Canadians turn to the internet when headlines leave them with more questions than answers. This week, the sudden death of a Canadian journalist prompted web searches for necrotizing fasciitis to spike by more than 5,000 per cent.

Lori Paris, a broadcaster with the Canadian Press, died on June 29 after developing necrotizing fasciitis. According to Paris’s sister, the 46-year-old had fallen while walking her dog earlier in the week and died days later at Toronto Western Hospital.

Necrotizing fasciitis, also known as flesh-eating disease, is a rare but serious bacterial infection that affects connective tissue called fascia. The infection spreads rapidly and can be caused by one type of bacteria (mono microbial necritizing fasciitis) or multiple types of bacteria (polymicrobial necrotizing fasciitis) enter the body through scrapes, insect bites, surgery or puncture wounds.

Lori Paris, as shown in this photo, who became both a mainstay of the airwaves during her time as a Canadian Press broadcaster and a beloved newsroom leader, died on Saturday at the age of 46. Paris developed necrotic fasciitis after she fell while walking her dog this past week, her sister said. She died Saturday at the Toronto Western Hospital.
Lori Paris died suddenly after developing necrotizing fasciitis. (Image via THE CANADIAN PRESS/Staff)

According to the Cleveland Clinic, Group Strep A bacteria are the most common cause of necrotizing fasciitis. Secondary infections can occur in the muscle, skin and soft tissue and can potentially lead to organ failure and death.

Symptoms of necrotizing fasciitis can include:

  • Fever

  • Chills

  • Nausea

  • Body aches

  • Intense pain where the initial injury occurred

  • Reddened or discoloured skin

  • Blisters with yellow or bloody fluid

  • Low blood pressure

  • Sepsis

  • Necrosis (tissue death)

Earlier this week, a new study made headlines when it suggested a potential link between use of GLP-1 injectables, like Wegovy and Ozempic, and a rare form of vision loss. The study, published to JAMA Ophthalmology, prompted a 3,400 per cent increase in web searches for Ozempic and Wegovy side effects.

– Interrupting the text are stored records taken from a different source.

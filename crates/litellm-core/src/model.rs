use serde::{Deserialize, Serialize};

use crate::serde_helpers::null_as_empty;

/// Deployment metadata stored by the proxy next to a model.
#[derive(Debug, Clone, Default, PartialEq, Serialize, Deserialize)]
pub struct ModelInfo {
    #[serde(default, skip_serializing_if = "Option::is_none")]
    pub id: Option<String>,
    #[serde(default)]
    pub db_model: bool,
    #[serde(default, skip_serializing_if = "Option::is_none")]
    pub tier: Option<String>,
    #[serde(default, skip_serializing_if = "Option::is_none")]
    pub base_model: Option<String>,
    #[serde(default, skip_serializing_if = "Option::is_none")]
    pub updated_at: Option<String>,
    #[serde(default, skip_serializing_if = "Option::is_none")]
    pub updated_by: Option<String>,
    #[serde(default, skip_serializing_if = "Option::is_none")]
    pub created_at: Option<String>,
    #[serde(default, alias = "create_by", skip_serializing_if = "Option::is_none")]
    pub created_by: Option<String>,
}

/// Parameters forwarded to the underlying LLM call.
#[derive(Debug, Clone, Default, PartialEq, Serialize, Deserialize)]
pub struct LitellmParams {
    #[serde(default)]
    pub model: String,
    #[serde(default, skip_serializing_if = "Option::is_none")]
    pub custom_llm_provider: Option<String>,
    #[serde(default, skip_serializing_if = "Option::is_none")]
    pub tpm: Option<i64>,
    #[serde(default, skip_serializing_if = "Option::is_none")]
    pub rpm: Option<i64>,
    #[serde(default, skip_serializing_if = "Option::is_none")]
    pub api_key: Option<String>,
    #[serde(default, skip_serializing_if = "Option::is_none")]
    pub api_base: Option<String>,
    #[serde(default, skip_serializing_if = "Option::is_none")]
    pub api_version: Option<String>,
    #[serde(default, skip_serializing_if = "Option::is_none")]
    pub timeout: Option<f64>,
    #[serde(default, skip_serializing_if = "Option::is_none")]
    pub stream_timeout: Option<f64>,
    #[serde(default, skip_serializing_if = "Option::is_none")]
    pub max_retries: Option<i64>,
    #[serde(default, skip_serializing_if = "Option::is_none")]
    pub organization: Option<String>,
    #[serde(
        default,
        deserialize_with = "null_as_empty",
        skip_serializing_if = "Vec::is_empty"
    )]
    pub configurable_clientside_auth_params: Vec<String>,
    #[serde(default, skip_serializing_if = "Option::is_none")]
    pub region_name: Option<String>,
    #[serde(default, skip_serializing_if = "Option::is_none")]
    pub vertex_project: Option<String>,
    #[serde(default, skip_serializing_if = "Option::is_none")]
    pub vertex_location: Option<String>,
    #[serde(default, skip_serializing_if = "Option::is_none")]
    pub vertex_credentials: Option<String>,
    #[serde(default, skip_serializing_if = "Option::is_none")]
    pub aws_access_key_id: Option<String>,
    #[serde(default, skip_serializing_if = "Option::is_none")]
    pub aws_secret_key_id: Option<String>,
    #[serde(default, skip_serializing_if = "Option::is_none")]
    pub aws_region_name: Option<String>,
    #[serde(default, skip_serializing_if = "Option::is_none")]
    pub watsonx_region_name: Option<String>,
    #[serde(default, skip_serializing_if = "Option::is_none")]
    pub input_cost_per_token: Option<f64>,
    #[serde(default, skip_serializing_if = "Option::is_none")]
    pub output_cost_per_token: Option<f64>,
    #[serde(default, skip_serializing_if = "Option::is_none")]
    pub input_cost_per_second: Option<f64>,
    #[serde(default, skip_serializing_if = "Option::is_none")]
    pub output_cost_per_second: Option<f64>,
    #[serde(default, skip_serializing_if = "Option::is_none")]
    pub max_file_size_mb: Option<f64>,
}

/// A model deployment as accepted by `/model/new` and `/model/update`.
#[derive(Debug, Clone, Default, PartialEq, Serialize, Deserialize)]
pub struct Model {
    #[serde(default)]
    pub model_name: String,
    #[serde(default)]
    pub litellm_params: LitellmParams,
    #[serde(default)]
    pub model_info: ModelInfo,
}

impl Model {
    /// The proxy-side identifier, if one has been chosen.
    pub fn id(&self) -> Option<&str> {
        self.model_info.id.as_deref().filter(|id| !id.is_empty())
    }
}

/// Body of `GET /model/info?litellm_model_id=<id>`.
#[derive(Debug, Clone, Deserialize)]
pub struct ModelInfoResponse {
    pub data: Model,
}

/// Body of `POST /model/delete`.
#[derive(Debug, Clone, Serialize)]
pub struct ModelDeleteRequest {
    pub id: String,
}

After analyzing more than 16,800 people in the Boston area from the past six years, researchers found that people who were prescribed a GLP-1 medication had a greater risk of developing nonarteritic anterior ischemic optic neuropathy (NAION).

obese fat man preparing Semaglutide Ozempic injection control blood sugar levels
What to know about GLP-1 medications and vision loss. (Image via Getty Images)

Researchers found that people prescribed GLP-1 medications for diabetes were four times more likely to develop NAION, while people prescribed GLP-1s for weight loss were seven times more likely to develop the condition. According to the study, the risk for developing NAION was greatest during the first year of use.

NAION occurs due to decreased blood-flow to the optic nerve head. The condition causes vision loss and can include symptoms like headache, ocular discomfort or pain surrounding the eye. The presence of any these symptoms require immediate medical attention.

The study noted that more research is required to "assess causality."

Web searches for "Health Canada sunscreen recall" surged by more than 5,000 per cent this week after a potential fungal contamination prompted nine lots of Suntegrity Impeccable Skin Sunscreen Foundation. product to be recalled.

 Suntegrity Impeccable Skin Sunscreen Foundation has been recalled by Health Canada. (Image via Suntegrity)
Suntegrity Impeccable Skin Sunscreen Foundation has been recalled by Health Canada. (Image via Suntegrity)

On May 24, the brand published an urgent message noting that some lots had “a higher than acceptable microbiological mld count” and “unusual odour.” At the time, the Suntegrity said it was going to “voluntarily recall” the product and urged anyone with any of the flagged lot numbers to immediately discontinue use of the product.

Suntegrity said use of products contained with aspergillus sydowii, a mold species, could cause an allergic reaction or primary fungal kin infection “if used on open wounds or sunburned skin.”